By Lee Zimmerman
All pictures were taken of The Flower Power Cruise on the Celebrity Infinity March 30 - April 6, 2019 by Alisa B. Cherry.
Nostalgia counts for a lot these days, especially given the turbulent, topsy-turvy world we live in where traditional values and old mores seem to have been forgotten entirely. Nowhere is that more apparent than in the world of classic rock, where the artists and bands that helped create a certain soundtrack for our lives still carry on and bring those fond musical memories to the fore.
Those possibilities have created a firm niche for the music cruise industry, particularly those that specialize in what could commonly be called the oldies circuit, or, to be more precise, the classic rock niche. And nobody does that better than a company called StarVista LIVE, whose most popular offering is quaintly called “The Flower Power Cruise.” Having expanded to a full week’s worth of offerings (next year the company will offer nearly two weeks of music and cruising combinations), the outing largely appeals to those of a senior status who eagerly take advantage of the opportunity to reconnect with the music of the performers they loved in their youth, thanks to a living jukebox of much beloved hits that filled jukeboxes and the radio waves in decades past.
This year’s voyage featured a generous selection of bands and artists from days gone by -- among them, Mike Love’s BeachBoys, the Lovin’ Spoonful, the Yardbirds, Tommy James and the Shondells, the Cyrkle, Gary Puckett and the Union Gap, Three Dog Night’s Chuck Negron, Jefferson Starship, Blood Sweat and Tears, the Family Stone, Cowsills and any number of cover bands that filled in the gaps with oldies by those who were absent due to break-ups, loss of members or other unavoidable circumstance. The crowd didn’t seem to mind as long as the music flowed, which it did most of the afternoon or evening except when the ship was in port. Nor did anyone mind that many of the aforementioned outfits were fleshed out by stringers, and the fact that the legacy lingered on in the hands of only one or two original members.
Indeed, there’s something to be said for those musicians who remain determined to keep the brand alive.
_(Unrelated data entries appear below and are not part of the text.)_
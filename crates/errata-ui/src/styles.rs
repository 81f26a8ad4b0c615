//! Ayu color theme and styling functions for `ej` output.
//!
//! Uses the Ayu Dark color palette for consistent terminal styling.
//! Color source: <https://github.com/ayu-theme/ayu-colors>
//!
//! Design principles:
//! - Only things that need attention get strong color (failures, closes)
//! - Epics get color; tasks and subtasks use standard text
//! - Small Unicode symbols for icons, NOT emoji blobs

use errata_core::enums::{IssueType, OnRespin};
use owo_colors::OwoColorize;

use crate::terminal::supports_color;

// ---------------------------------------------------------------------------
// Ayu Dark color palette (RGB values)
// ---------------------------------------------------------------------------

const PASS: (u8, u8, u8) = (0xc2, 0xd9, 0x4c); // #c2d94c - bright green
const WARN: (u8, u8, u8) = (0xff, 0xb4, 0x54); // #ffb454 - bright yellow
const FAIL: (u8, u8, u8) = (0xf0, 0x71, 0x78); // #f07178 - bright red
const MUTED: (u8, u8, u8) = (0x6c, 0x76, 0x80); // #6c7680 - muted gray
const ACCENT: (u8, u8, u8) = (0x59, 0xc2, 0xff); // #59c2ff - bright blue

const TYPE_EPIC: (u8, u8, u8) = (0xd2, 0xa6, 0xff); // #d2a6ff - purple

// ---------------------------------------------------------------------------
// Icons
// ---------------------------------------------------------------------------

pub const ICON_PASS: &str = "\u{2713}"; // check mark
pub const ICON_WARN: &str = "\u{26A0}"; // warning sign
pub const ICON_FAIL: &str = "\u{2716}"; // heavy x
pub const ICON_SKIP: &str = "-";
pub const ICON_CREATE: &str = "+";
pub const ICON_REUSE: &str = "=";

// Tree characters for hierarchical display
pub const TREE_BRANCH: &str = "\u{251C}\u{2500} "; // ├─
pub const TREE_LAST: &str = "\u{2514}\u{2500} "; // └─
pub const TREE_PIPE: &str = "\u{2502}  "; // │
pub const TREE_INDENT: &str = "   ";

// ---------------------------------------------------------------------------
// Helper: apply truecolor only when color is supported
// ---------------------------------------------------------------------------

/// Applies truecolor foreground to a string, falling back to plain text
/// when color is not supported.
fn color_str(s: &str, rgb: (u8, u8, u8)) -> String {
    if supports_color() {
        s.truecolor(rgb.0, rgb.1, rgb.2).to_string()
    } else {
        s.to_string()
    }
}

/// Applies truecolor foreground + bold to a string.
fn color_bold_str(s: &str, rgb: (u8, u8, u8)) -> String {
    if supports_color() {
        s.truecolor(rgb.0, rgb.1, rgb.2).bold().to_string()
    } else {
        s.to_string()
    }
}

// ---------------------------------------------------------------------------
// Core semantic render helpers
// ---------------------------------------------------------------------------

pub fn render_pass(s: &str) -> String {
    color_str(s, PASS)
}

pub fn render_warn(s: &str) -> String {
    color_str(s, WARN)
}

pub fn render_fail(s: &str) -> String {
    color_str(s, FAIL)
}

pub fn render_muted(s: &str) -> String {
    color_str(s, MUTED)
}

pub fn render_accent(s: &str) -> String {
    color_str(s, ACCENT)
}

pub fn render_bold(s: &str) -> String {
    if supports_color() {
        s.bold().to_string()
    } else {
        s.to_string()
    }
}

/// Renders a section header in uppercase with accent color and bold.
pub fn render_category(s: &str) -> String {
    color_bold_str(&s.to_uppercase(), ACCENT)
}

// ---------------------------------------------------------------------------
// Icon renderers
// ---------------------------------------------------------------------------

pub fn render_pass_icon() -> String {
    color_str(ICON_PASS, PASS)
}

pub fn render_warn_icon() -> String {
    color_str(ICON_WARN, WARN)
}

pub fn render_fail_icon() -> String {
    color_str(ICON_FAIL, FAIL)
}

pub fn render_skip_icon() -> String {
    color_str(ICON_SKIP, MUTED)
}

pub fn render_create_icon() -> String {
    color_str(ICON_CREATE, PASS)
}

pub fn render_reuse_icon() -> String {
    color_str(ICON_REUSE, ACCENT)
}

// ---------------------------------------------------------------------------
// Domain rendering
// ---------------------------------------------------------------------------

/// Renders an issue type. Epics get color; other types use standard text.
pub fn render_type(issue_type: IssueType) -> String {
    let s = issue_type.as_str();
    match issue_type {
        IssueType::Epic => color_bold_str(s, TYPE_EPIC),
        _ => s.to_string(),
    }
}

/// Renders an `on_respin` action. `keep` is highlighted, `close` is muted.
pub fn render_on_respin(action: OnRespin) -> String {
    match action {
        OnRespin::Keep => render_accent(action.as_str()),
        OnRespin::Close => render_muted(action.as_str()),
    }
}

/// Shortens `s` to at most `max` characters, ending with an ellipsis when cut.
pub fn truncate(s: &str, max: usize) -> String {
    if s.chars().count() <= max {
        return s.to_string();
    }
    if max == 0 {
        return String::new();
    }
    let mut out: String = s.chars().take(max - 1).collect();
    out.push('\u{2026}');
    out
}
Most are well into their 60s and 70s, with a handful still working the boards at age 80. While the once youthful exuberance of rock and roll might one have considered senior status at odds with its passion and purpose, it’s certainly not the case now amongst those who cling to their love of that original mantra and have aged into senior status without abandoning their initial zeal or enthusiasm.
The most dramatic proof of that premise may have come in the form of Cheech and Chong, whose anti authoritative routines and reefer toking obsession remain as unbridled as ever. In fact, there were some in the audience whose attitudes seem to have distanced them from that irreverent humor, as indicated by a less than full house for their second show.
On the other hand, the cruise’s celebrity host Peter Asher was so amiable and accessible that he came across like an old chum, offering anecdotes, songs and photos recounting his part in the British Invasion as part of the hit duo Peter and Gordon, his connections with the Beatles and his key role as producer and talent scout during the initial days of Apple Records. Charming and debonair, he seemed to be everywhere -- introducing the acts, sitting in during the shows and generally taking time to talk with fans and recount his more than 50 year career which still remains active even now.
As for the audience, suffice it to say that the enthusiasm and good vibes were equally in abundance. Tie-die was the everyday garb, often accompanied by dangling peace signs, headbands and other accoutrement that enhanced the vintage apparel. Theme nights took that trend several steps further, encouraging folks to dress like a favorite rock star or don bellbottoms that likely have been sitting in the closet for decades and then dusted off especially for this occasion. Granted, walkers, canes and electric wheelchairs were evident as well, but the number of enthusiastic dancers reflected the fact that even among seniors, energy and enthusiasm easily overcame any of the maladies or missteps that often accompany age.
Consequently, there’s something heartening about The Flower Power Cruise and the fact that it’s able to rekindle such youthful exuberance, the musical memories and not least of all, the feeling of comradery and and connection that was, after all, an integral part of the youthful culture so seeped in the ‘60s. Passengers could rejoice in the fact that they were again able to share a common bond and celebrate something that had once united a generation so long ago. It was no small coincidence that Flower Power took place over a few months prior to the 50th anniversary of Woodstock, and indeed, the photos that adorned the pool deck served to rekindle that experience as well. Not surprisingly, the couple that was pictured embraced in a blanket on the cover of the Woodstock soundtrack was also onboard, a permanent part of history that created an iconic image all their own.
Ultimately, The Flower Power Cruise provides a remarkable experience, not only for the sights and sounds, but also for the opportunity to embrace a time and place that may be decades past but still a vital and reassuring memory as well. The meets and greets with the artists, the chance shipboard encounters, the making of new friends... all of it contributed to that eternal embrace, and the ongoing optimism that accompanies it as well. Everyone ages, but as this particular outing often proved, attitude and enthusiasm never go out of style.